We are allowed to pick exactly one poster and relocate it to any other axis-aligned rectangular position of the same size. All other posters remain fixed. The question is whether there exists a choice of one poster and a new placement for it such that after the move, the entire 20 by 20 wall becomes fully covered.
The key constraint is small. With at most 10 rectangles and a grid of only 400 cells, any solution that explicitly reasons about individual cells or tries all subsets is already feasible. This immediately rules out any need for heavy optimization techniques. Even a solution that recomputes coverage from scratch for each candidate poster is acceptable because the constant factors are tiny.
A subtle failure case appears when reasoning only about total area. For example, suppose the uncovered cells have the same count as a poster area, but are split into two disconnected regions.
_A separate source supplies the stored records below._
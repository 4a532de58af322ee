use std::process::ExitCode;

use clap::Parser;

use overlay_script::{
    create_shell_script, exit_code_for_error, CommandLine, ScriptError, ScriptTarget,
};

mod cli;

use cli::{Cli, Cmd};

fn print_build_info() {
    println!("overlay-script info");
    println!("  version: v{}", env!("CARGO_PKG_VERSION"));
    println!("  host: {} / {}", std::env::consts::OS, std::env::consts::ARCH);
    println!("  target: {}", env!("OVERLAY_SCRIPT_BUILD_TARGET"));
    println!("  profile: {}", env!("OVERLAY_SCRIPT_BUILD_PROFILE"));
    println!("  rustc: {}", env!("OVERLAY_SCRIPT_BUILD_RUSTC"));
    println!("  built: {}", env!("OVERLAY_SCRIPT_BUILD_DATE"));
    println!("  temp dir: {}", std::env::temp_dir().display());
}

fn run(cli: &Cli) -> Result<(), ScriptError> {
    let options = cli.command.script_options();
    match &cli.command {
        Cmd::Create { output, .. } => {
            let target = ScriptTarget::from(output.clone());
            let script = create_shell_script(&target, &options)?;
            let path = script.finish()?;
            println!("{}", path.display());
        }
        Cmd::Append {
            output,
            template,
            args,
        } => {
            let mut script = create_shell_script(&ScriptTarget::fixed(output), &options)?;
            let line = CommandLine::new(template.as_str()).args(args);
            let written = script.command(&line)?;
            script.finish()?;
            if cli.verbose {
                eprintln!("overlay-script: appended {written} bytes to {}", output.display());
            }
        }
        Cmd::Info => print_build_info(),
    }
    Ok(())
}

fn main() -> ExitCode {
    let cli = Cli::parse();
    overlay_script::logging::init_tracing(cli.verbose);

    match run(&cli) {
        Ok(()) => ExitCode::SUCCESS,
        Err(e) => {
            let code = exit_code_for_error(&e);
            let report = anyhow::Error::new(e).context(match &cli.command {
                Cmd::Create { .. } => "overlay-script create failed",
                Cmd::Append { .. } => "overlay-script append failed",
                Cmd::Info => "overlay-script info failed",
            });
            eprintln!("{report:#}");
            ExitCode::from(code)
        }
    }
}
In that case, moving a single rectangle cannot fix the situation, because a rectangle can only fill a single contiguous block. Similarly, even if the uncovered region is contiguous, it might not form a perfect rectangle, which again makes it impossible to fill exactly.
A concrete edge case is when uncovered cells look like an L-shape. The area might match a poster, but no single axis-aligned rectangle can cover it. A naive area-based check would incorrectly accept such cases.
Approaches
The brute-force viewpoint is to try every possible destination placement for the chosen poster, simulate the final configuration, and verify full coverage. However, the grid has 400 cells, and a rectangle can be placed in roughly 400 possible top-left positions and orientations determined by its fixed size. Trying all placements for each of up to 10 posters leads to about 10 × 400 × N rectangle updates, which becomes unnecessary and repetitive.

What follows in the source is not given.